╭─ PROVIDED ENTRIES

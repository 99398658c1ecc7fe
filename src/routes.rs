use std::time::Duration;

use axum::{
    Router,
    extract::DefaultBodyLimit,
    middleware::from_fn_with_state,
    routing::{any, get, post},
};
use http::{HeaderName, HeaderValue, Method, header};
use tower_cookies::CookieManagerLayer;
use tower_http::{
    cors::CorsLayer,
    trace::{DefaultMakeSpan, DefaultOnFailure, DefaultOnRequest, DefaultOnResponse, TraceLayer},
};
use tracing::Level;

use crate::{handlers, middleware_layer, state::AppState};

/// Largest request body the gateway relays.
const MAX_BODY_BYTES: usize = 1024 * 1024;

fn cors_layer(origins: &[String]) -> CorsLayer {
    let origins: Vec<HeaderValue> = origins
        .iter()
        .filter_map(|o| match o.parse() {
            Ok(v) => Some(v),
            Err(_) => {
                tracing::warn!("⚠️  Ignoring invalid CORS origin: {}", o);
                None
            }
        })
        .collect();

    CorsLayer::new()
        .allow_origin(origins)
        .allow_methods([
            Method::GET,
            Method::POST,
            Method::PUT,
            Method::DELETE,
            Method::PATCH,
            Method::OPTIONS,
        ])
        .allow_headers([
            header::CONTENT_TYPE,
            header::ACCEPT,
            HeaderName::from_static(handlers::proxy::VIN_HEADER),
            HeaderName::from_static(handlers::proxy::PLAYER_HEADER),
        ])
        .allow_credentials(true)
        .max_age(Duration::from_secs(86400))
}

/// Builds the gateway router.
pub fn app(state: AppState) -> Router {
    let mut login_routes = Router::new()
        .route("/api/login", post(handlers::auth::login))
        .with_state(state.clone());
    if let Some(limit) = state.config.login_rate_limit {
        login_routes = middleware_layer::rate_limit::limit_by_ip(login_routes, limit);
    }

    let public_routes = Router::new()
        .route("/health", get(handlers::vehicles::health))
        .route("/api/logout", post(handlers::auth::logout))
        .route("/api/refresh", post(handlers::auth::refresh))
        .route("/api/proxy/{*path}", any(handlers::proxy::proxy))
        .with_state(state.clone());

    let protected_routes = Router::new()
        .route("/api/user", get(handlers::auth::user))
        .route("/api/vehicles", get(handlers::vehicles::list_vehicles))
        .route_layer(from_fn_with_state(
            state.clone(),
            middleware_layer::auth::require_auth,
        ))
        .with_state(state.clone());

    Router::new()
        .merge(login_routes)
        .merge(public_routes)
        .merge(protected_routes)
        .layer(
            TraceLayer::new_for_http()
                .make_span_with(DefaultMakeSpan::default())
                .on_request(DefaultOnRequest::default().level(Level::DEBUG))
                .on_response(DefaultOnResponse::default().level(Level::DEBUG))
                .on_failure(DefaultOnFailure::default().level(Level::ERROR)),
        )
        .layer(CookieManagerLayer::new())
        .layer(DefaultBodyLimit::max(MAX_BODY_BYTES))
        .layer(cors_layer(&state.config.cors_origins))
}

╰─

WHAT TO WORK ON —
Look through the material above for the string "tracing" and copy each line that has it.

PROBLEM SOLUTION —
use tracing::Level;
                tracing::warn!("⚠️  Ignoring invalid CORS origin: {}", o);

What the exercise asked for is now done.